Exercise instructions » Using the material below, count the lines that contain the word "Clone" and report the number only.
── Supplied material ──
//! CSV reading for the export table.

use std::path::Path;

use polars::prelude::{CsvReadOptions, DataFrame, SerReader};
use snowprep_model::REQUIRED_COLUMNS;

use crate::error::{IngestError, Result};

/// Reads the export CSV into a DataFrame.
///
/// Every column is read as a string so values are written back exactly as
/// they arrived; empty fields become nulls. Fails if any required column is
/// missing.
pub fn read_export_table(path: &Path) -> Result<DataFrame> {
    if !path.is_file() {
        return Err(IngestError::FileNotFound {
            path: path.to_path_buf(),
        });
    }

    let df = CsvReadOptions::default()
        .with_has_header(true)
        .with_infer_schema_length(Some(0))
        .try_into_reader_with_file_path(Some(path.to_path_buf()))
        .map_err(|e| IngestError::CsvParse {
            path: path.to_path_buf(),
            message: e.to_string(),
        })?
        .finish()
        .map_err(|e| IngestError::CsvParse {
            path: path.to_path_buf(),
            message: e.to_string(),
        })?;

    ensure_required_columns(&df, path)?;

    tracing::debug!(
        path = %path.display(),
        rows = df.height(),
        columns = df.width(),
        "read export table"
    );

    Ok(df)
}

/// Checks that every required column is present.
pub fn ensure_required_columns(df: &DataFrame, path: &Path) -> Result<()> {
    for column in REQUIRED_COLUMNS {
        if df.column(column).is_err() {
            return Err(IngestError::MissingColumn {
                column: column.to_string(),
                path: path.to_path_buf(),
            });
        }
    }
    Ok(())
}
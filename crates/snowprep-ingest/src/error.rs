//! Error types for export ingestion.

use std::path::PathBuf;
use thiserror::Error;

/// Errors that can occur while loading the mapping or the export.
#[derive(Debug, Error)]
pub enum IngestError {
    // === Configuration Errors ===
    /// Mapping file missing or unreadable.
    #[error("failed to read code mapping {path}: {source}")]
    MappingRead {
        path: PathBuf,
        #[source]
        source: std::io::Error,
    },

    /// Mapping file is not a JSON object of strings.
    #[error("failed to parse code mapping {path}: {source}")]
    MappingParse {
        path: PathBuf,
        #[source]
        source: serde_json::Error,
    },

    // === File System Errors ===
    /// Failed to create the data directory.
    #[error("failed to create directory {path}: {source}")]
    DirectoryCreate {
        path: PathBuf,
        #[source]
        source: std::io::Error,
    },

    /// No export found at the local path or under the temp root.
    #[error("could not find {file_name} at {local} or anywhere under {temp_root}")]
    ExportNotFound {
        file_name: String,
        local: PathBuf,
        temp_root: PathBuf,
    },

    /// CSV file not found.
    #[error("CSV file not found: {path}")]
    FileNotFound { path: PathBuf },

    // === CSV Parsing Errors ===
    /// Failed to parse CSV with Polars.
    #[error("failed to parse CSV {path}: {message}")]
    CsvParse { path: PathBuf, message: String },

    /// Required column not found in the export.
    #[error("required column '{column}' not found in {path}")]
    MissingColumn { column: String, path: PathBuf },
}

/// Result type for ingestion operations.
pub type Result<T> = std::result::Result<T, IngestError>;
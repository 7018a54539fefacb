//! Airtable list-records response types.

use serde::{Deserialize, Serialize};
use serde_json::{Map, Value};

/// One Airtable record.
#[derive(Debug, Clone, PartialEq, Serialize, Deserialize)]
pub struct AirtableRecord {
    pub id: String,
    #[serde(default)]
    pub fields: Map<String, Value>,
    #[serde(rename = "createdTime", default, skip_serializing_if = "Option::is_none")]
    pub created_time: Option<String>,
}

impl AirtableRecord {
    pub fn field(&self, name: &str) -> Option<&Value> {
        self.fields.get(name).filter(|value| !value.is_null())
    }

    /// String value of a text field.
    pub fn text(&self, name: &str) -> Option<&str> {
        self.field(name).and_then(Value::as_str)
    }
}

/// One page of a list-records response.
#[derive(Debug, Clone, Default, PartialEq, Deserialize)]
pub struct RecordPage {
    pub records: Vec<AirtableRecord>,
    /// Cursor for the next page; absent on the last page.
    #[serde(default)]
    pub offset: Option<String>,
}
───
Answer space » 2